1.  The record must be held within a system in which “a single authoritative copy of the record (the note) exists, which is unique, identifiable, and unalterable.”

2.  To have the equivalent of possession of such a note, if it has been transferred, a person must have “control” in the sense that the system for tracking such notes must reliably establish that the person enforcing the note is the one to whom the record was transferred.

3.  Finally, if the record has been transferred, the authoritative copy of the record itself must indicate the identity of the person who whom it was most recently transferred.

See 15 U.S.C. sec. 7021.

There are very few cases thus far involving foreclosures of mortgages securing e-notes, and little authority on exactly what the holder must prove in order to properly foreclose. In the Good case Wells Fargo was acting as servicer for Fannie Mae, the holder of an e-note that was registered in the MERS e-registry. (MERS’ role with e-notes is very different than for paper notes. In paper note transactions, MERS does not take possession of the note and has no dealings with it, but in e-note transactions, MERS operates a registry to track who has control of the note.)

Accompanying its foreclosure complaint, Wells filed an affidavit by one of its officers, stating that Wells was the servicer, that it maintained a copy of the note, and that its systems provided controls to assure that each note was maintained accurately and protected against alteration. Finally, it stated that the paper copy it submitted with the foreclosure complaint was a true and correct copy of the original e-note.

Unfortunately for Wells, the court found that this affidavit was woefully inadequate to establish Wells’ standing to foreclose the mortgage.
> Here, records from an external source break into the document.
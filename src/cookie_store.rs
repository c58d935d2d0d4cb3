use ::cookie::Cookie;
use ::http::HeaderValue;
use ::http::header::SET_COOKIE;

use crate::ReceivedResponse;
use crate::internals::decode_set_cookie;
use crate::internals::encode_cookie_header;

const ROOT_PATH: &str = "/";

///
/// A path scoped cookie jar, which behaves like a (simplified) browser.
///
/// Cookies are grouped by the path they were set with.
/// A cookie set without a path, or with an empty one, is stored at `/`.
///
///  * Storing a cookie replaces any cookie with the same name at the same path,
///    and makes it the most recent.
///  * Storing a cookie with an empty value deletes every cookie with that name,
///    from every path.
///
/// Expiry, `Secure`, and domain matching are not taken into account.
///
#[derive(Debug, Clone, Default, PartialEq)]
pub struct CookieStore {
    buckets: Vec<CookieBucket>,
}

#[derive(Debug, Clone, PartialEq)]
struct CookieBucket {
    path: String,

    /// Most recently set last.
    cookies: Vec<Cookie<'static>>,
}

impl CookieStore {
    pub fn new() -> Self {
        Self::default()
    }

    /// Stores every `Set-Cookie` header found on the response.
    pub fn record(&mut self, response: &ReceivedResponse) {
        self.record_headers(response.headers().get_all(SET_COOKIE));
    }

    /// Stores the cookies from the given `Set-Cookie` header values.
    ///
    /// Headers which cannot be decoded are skipped,
    /// and the rest are still stored.
    pub fn record_headers<'a, I>(&mut self, set_cookie_headers: I)
    where
        I: IntoIterator<Item = &'a HeaderValue>,
    {
        for header in set_cookie_headers {
            if let Some(cookie) = decode_set_cookie(header) {
                self.store_cookie(cookie);
            }
        }
    }

    /// Stores a single cookie, applying the replace and delete rules.
    ///
    /// A quoted empty value, such as `name=""`, also counts as empty.
    pub fn store_cookie(&mut self, cookie: Cookie<'static>) {
        if cookie.value_trimmed().is_empty() {
            self.remove_everywhere(cookie.name());
            return;
        }

        let path = normalize_cookie_path(cookie.path()).to_string();
        let bucket_index = match self.buckets.iter().position(|bucket| bucket.path == path) {
            Some(index) => index,
            None => {
                self.buckets.push(CookieBucket {
                    path,
                    cookies: Vec::new(),
                });
                self.buckets.len() - 1
            }
        };

        let bucket = &mut self.buckets[bucket_index];
        bucket
            .cookies
            .retain(|existing| existing.name() != cookie.name());
        bucket.cookies.push(cookie);
    }

    /// Returns the cookies to send on a request to the given path.
    ///
    /// Cookies stored at `/` always match. Cookies stored at any other path match
    /// when the request path starts with it. An empty or `/` request path only
    /// receives the cookies stored at `/`.
    ///
    /// The order is by path (in the order the paths were first seen),
    /// then by recency within that path.
    pub fn matching(&self, request_path: &str) -> Vec<Cookie<'static>> {
        let is_root_request = request_path.is_empty() || request_path == ROOT_PATH;

        self.buckets
            .iter()
            .filter(|bucket| {
                if bucket.path == ROOT_PATH {
                    true
                } else {
                    !is_root_request && request_path.starts_with(bucket.path.as_str())
                }
            })
            .flat_map(|bucket| bucket.cookies.iter().cloned())
            .collect()
    }

    /// The value of the `Cookie` header for a request to the given path.
    ///
    /// This is an empty string when no cookies match.
    pub fn cookie_header(&self, request_path: &str) -> String {
        encode_cookie_header(&self.matching(request_path))
    }

    /// Removes all cookies.
    pub fn clear(&mut self) {
        self.buckets.clear();
    }

    pub fn is_empty(&self) -> bool {
        self.buckets.iter().all(|bucket| bucket.cookies.is_empty())
    }

    fn remove_everywhere(&mut self, name: &str) {
        ::tracing::debug!(name, "deleting cookie from all paths");

        for bucket in &mut self.buckets {
            bucket.cookies.retain(|existing| existing.name() != name);
        }
    }
}

fn normalize_cookie_path(path: Option<&str>) -> &str {
    match path {
        Some(path) if !path.is_empty() => path,
        _ => ROOT_PATH,
    }
}

#[cfg(test)]
fn store_from_headers(headers: &[&'static str]) -> CookieStore {
    let values: Vec<HeaderValue> = headers
        .iter()
        .map(|header| HeaderValue::from_static(*header))
        .collect();

    let mut store = CookieStore::new();
    store.record_headers(values.iter());
    store
}

#[cfg(test)]
fn names_and_values(cookies: &[Cookie<'static>]) -> Vec<(String, String)> {
    cookies
        .iter()
        .map(|cookie| (cookie.name().to_string(), cookie.value().to_string()))
        .collect()
}




#[cfg(test)]
mod test_cookie_header {
    use super::*;

    #[test]
    fn it_should_be_empty_without_cookies() {
        let store = CookieStore::new();

        assert_eq!(store.cookie_header("/"), "");
    }

    #[test]
    fn it_should_join_matching_cookies() {
        let store = store_from_headers(&["one=1; Path=/a", "root=r; HttpOnly"]);

        assert_eq!(store.cookie_header("/a/x"), "one=1; root=r");
    }
}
Here is the court’s list of particulars:

1.  The affidavit stated that Wells possessed the note, but the court couldn’t tell whether it meant the electronic note or a paper copy.

2.  The affidavit did not assert that Wells had “control” of the record, either by maintaining the single authoritative copy itself in its own system, or by being identified as having control of the single authoritative copy in the MERS registry system.
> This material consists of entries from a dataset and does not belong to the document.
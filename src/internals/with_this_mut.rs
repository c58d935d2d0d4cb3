use ::std::sync::Mutex;
use ::std::sync::PoisonError;

/// Runs the action against the locked value.
///
/// A poisoned lock is recovered. The value is only ever mutated by whole
/// operations, so a panic elsewhere cannot leave it half written.
pub fn with_this_mut<T, F, R>(this: &Mutex<T>, some_action: F) -> R
where
    F: FnOnce(&mut T) -> R,
{
    let mut this_locked = this.lock().unwrap_or_else(PoisonError::into_inner);
    some_action(&mut this_locked)
}

#[cfg(test)]
mod test_with_this_mut {
    use super::*;
    use ::std::sync::Arc;
    use ::std::thread;

    #[test]
    fn it_should_return_the_action_result() {
        let value = Mutex::new(2);

        let result = with_this_mut(&value, |v| {
            *v += 1;
            *v * 10
        });

        assert_eq!(result, 30);
    }

    #[test]
    fn it_should_recover_from_a_poisoned_lock() {
        let value = Arc::new(Mutex::new(5));
        let value_clone = value.clone();

        let _ = thread::spawn(move || {
            let _locked = value_clone.lock().unwrap();
            panic!("poison the lock");
        })
        .join();

        let result = with_this_mut(&value, |v| *v);
        assert_eq!(result, 5);
    }
}
//!
//! Axum Test Client is a blocking HTTP client for writing tests against web applications,
//! which keeps cookies between requests the way a browser would:
//!
//!  * You create a [`TestHttpClient`] for your Axum [`Router`](::axum::Router), or a running server,
//!  * make requests against it with `get`, `post`, and friends,
//!  * receive back a [`ReceivedResponse`],
//!  * then assert the response is how you expect.
//!
//! Redirects are followed automatically. Cookies set by a redirect are sent on
//! the next hop, so a login which redirects to a dashboard just works.
//!
//! ## Getting Started
//!
//! ```rust
//! # fn test() -> Result<(), Box<dyn ::std::error::Error>> {
//! #
//! use ::axum::Router;
//! use ::axum::routing::get;
//! use ::axum_test_client::TestHttpClient;
//!
//! let my_app = Router::new()
//!     .route("/ping", get(|| async { "pong!" }));
//!
//! let mut client = TestHttpClient::new(my_app)?;
//!
//! let response = client.get("/ping");
//! response.assert_status_ok();
//! response.assert_text("pong!");
//! #
//! # Ok(())
//! # }
//! ```
//!
//! The client blocks the calling thread while a request runs,
//! so it is used from plain `#[test]` functions rather than async ones.
//!
//! ## Cookies 🍪
//!
//! Cookies are stored per path. A request is sent the cookies stored at `/`,
//! plus those whose path is a prefix of the request path.
//! A cookie set with an empty value removes that cookie from every path.
//!
//! The stored cookies can be inspected with [`TestHttpClient::cookies`],
//! and cleared with [`TestHttpClient::clear_cookies`] or [`TestHttpClient::reset_request`].
//!
//! ## Customising Requests
//!
//! Every request starts as a `GET`, and can be customised in three layers:
//!
//! ```rust
//! # fn test() -> Result<(), Box<dyn ::std::error::Error>> {
//! #
//! use ::axum::Router;
//! use ::axum_test_client::TestHttpClient;
//! use ::axum_test_client::TestHttpClientConfig;
//! use ::axum_test_client::http::Method;
//!
//! // For all requests, from the config.
//! let config = TestHttpClientConfig::builder()
//!     .default_request(|spec| {
//!         spec.header_str("x-client", "tests");
//!     })
//!     .build();
//!
//! let my_app = Router::new();
//! let mut client = TestHttpClient::new_with_config(my_app, config)?;
//!
//! // For all requests, until `reset_request` is called.
//! client.request_spec(|spec| {
//!     spec.header_str("authorization", "Bearer abc123");
//! });
//!
//! // For just this request.
//! let response = client.request("/users", |spec| {
//!     spec.method(Method::POST).text("Terrance Pencilworth");
//! });
//! #
//! # Ok(())
//! # }
//! ```
//!
//! Redirect handlers, set with [`RequestSpec::on_redirect`], are called for every redirect followed.
//! The customisation they return is applied to the next hop, after its cookies have been set.
//!
//! ## Crate Features
//!
//! Here are a list of all features so far that can be enabled:
//!
//!  * `all` _off by default_, turns on all features below.
//!  * `pretty-assertions` **on by default**, uses the [pretty assertions crate](https://crates.io/crates/pretty_assertions) for the output to the `assert_*` functions.
//!

#![forbid(unsafe_code)]
#![cfg_attr(docsrs, feature(doc_cfg, doc_auto_cfg))]

pub(crate) mod internals;

pub mod transport_layer;

mod cookie_store;
pub use self::cookie_store::*;

mod request_spec;
pub use self::request_spec::*;

mod received_response;
pub use self::received_response::*;

mod test_http_client_config_builder;
pub use self::test_http_client_config_builder::*;

mod test_http_client_config;
pub use self::test_http_client_config::*;

mod test_http_client;
pub use self::test_http_client::*;

pub use ::cookie;
pub use ::http;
3.  In fact, Wells never even mentioned the MERS registry system in its affidavit, even though it is obvious from the facts that the note was being tracked within that system.

Wells tried to repair the damage at trial; an employee of Wells testified that Wells was in control of the note, currently maintained it, and serviced the loan. But the court found that this testimony was “conclusory” (as indeed it was) and was insufficient to establish that Wells had control of the note.
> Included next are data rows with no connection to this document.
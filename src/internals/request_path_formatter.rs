use ::http::Method;
use ::std::fmt;
use ::url::Url;

/// Formats a request as `METHOD url`, for use in error messages and logs.
#[derive(Debug, Clone, PartialEq)]
pub struct RequestPathFormatter<'a> {
    method: &'a Method,
    url: &'a Url,
}

impl<'a> RequestPathFormatter<'a> {
    pub fn new(method: &'a Method, url: &'a Url) -> Self {
        Self { method, url }
    }
}

impl fmt::Display for RequestPathFormatter<'_> {
    fn fmt(&self, f: &mut fmt::Formatter<'_>) -> fmt::Result {
        let method = &self.method;
        let url = &self.url;

        write!(f, "{method} {url}")
    }
}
Comment: The court provides an extremely useful road map for counsel representing a servicer in the judicial foreclosure of a e-note. The statute itself provides (in 15 U.S.C. 7021(f)) that the person enforcing the note must provide “reasonable proof” that it was in control of the note, and the court felt this must be detailed information and not merely a bare statement.

While the case involved a judicial foreclosure, one might well ask how the “reasonable proof” requirement would be satisfied in a nonjudicial foreclosure. In about eight states, the courts have held (with paper notes) that their nonjudicial foreclosure statutes do not require any assertion or proof of possession of the note. But it is arguable that, if the note is electronic rather than paper, eSign overrides this conclusion by virtue of its express requirement of “reasonable proof.” And since eSign is a federal statute, it is quite capable of preempting any contrary state legislation.  On the other hand, the “reasonable proof” requirement only applies “if requested by a person against which enforcement is sought.” In a nonjudicial foreclosure proceeding, how would the borrower make such a request? These are interesting, but highly speculative questions.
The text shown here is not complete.